WORK INSTRUCTIONS — Your task is to copy each line of the records that includes the string "derive".

STORED DATA —
//! 动作分类器
//!
//! 从左到右扫描动作列表，把连续的非强制动作缓冲为一个可并行阶段；
//! 遇到强制动作时先刷新缓冲区，再把强制动作单独作为一个串行阶段。

use serde::Serialize;
use tracing::debug;

use crate::Action;

/// 等待超过该秒数时强制串行
pub const DEFAULT_WAIT_THRESHOLD_SECS: u64 = 2;

/// 动作阶段
#[derive(Debug, Clone, PartialEq, Serialize)]
pub struct ActionStage {
    /// 有序动作
    pub actions: Vec<Action>,

    /// 是否可并行
    pub parallel: bool,
}

impl ActionStage {
    /// 单个强制动作组成的串行阶段
    pub fn sequential(action: Action) -> Self {
        Self {
            actions: vec![action],
            parallel: false,
        }
    }

    /// 可并行阶段
    pub fn parallel(actions: Vec<Action>) -> Self {
        Self {
            actions,
            parallel: true,
        }
    }

    /// 实际是否并行执行 (单动作阶段总是串行)
    pub fn runs_in_parallel(&self) -> bool {
        self.parallel && self.actions.len() > 1
    }

    pub fn len(&self) -> usize {
        self.actions.len()
    }

    pub fn is_empty(&self) -> bool {
        self.actions.is_empty()
    }
}

/// 动作分类器
#[derive(Debug, Clone)]
pub struct ActionClassifier {
    wait_threshold_secs: u64,
}

impl ActionClassifier {
    pub fn new() -> Self {
        Self {
            wait_threshold_secs: DEFAULT_WAIT_THRESHOLD_SECS,
        }
    }

    /// 设置强制串行的等待阈值（秒）
    pub fn with_wait_threshold(mut self, seconds: u64) -> Self {
        self.wait_threshold_secs = seconds;
        self
    }

    pub fn wait_threshold(&self) -> u64 {
        self.wait_threshold_secs
    }

    /// 将动作列表划分为有序阶段
    pub fn classify(&self, actions: &[Action]) -> Vec<ActionStage> {
        let mut stages = Vec::new();
        let mut buffer: Vec<Action> = Vec::new();

        for action in actions {
            if action.forces_sequential(self.wait_threshold_secs) {
                if !buffer.is_empty() {
                    stages.push(ActionStage::parallel(std::mem::take(&mut buffer)));
                }
                stages.push(ActionStage::sequential(action.clone()));
            } else {
                buffer.push(action.clone());
            }
        }

        if !buffer.is_empty() {
            stages.push(ActionStage::parallel(buffer));
        }

        debug!("{} 个动作划分为 {} 个阶段", actions.len(), stages.len());
        stages
    }
}

impl Default for ActionClassifier {
    fn default() -> Self {
        Self::new()
    }
}

/// 使用默认阈值分类
pub fn classify(actions: &[Action]) -> Vec<ActionStage> {
    ActionClassifier::new().classify(actions)
}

ANSWER SPACE —
#[derive(Debug, Clone, PartialEq, Serialize)]
#[derive(Debug, Clone)]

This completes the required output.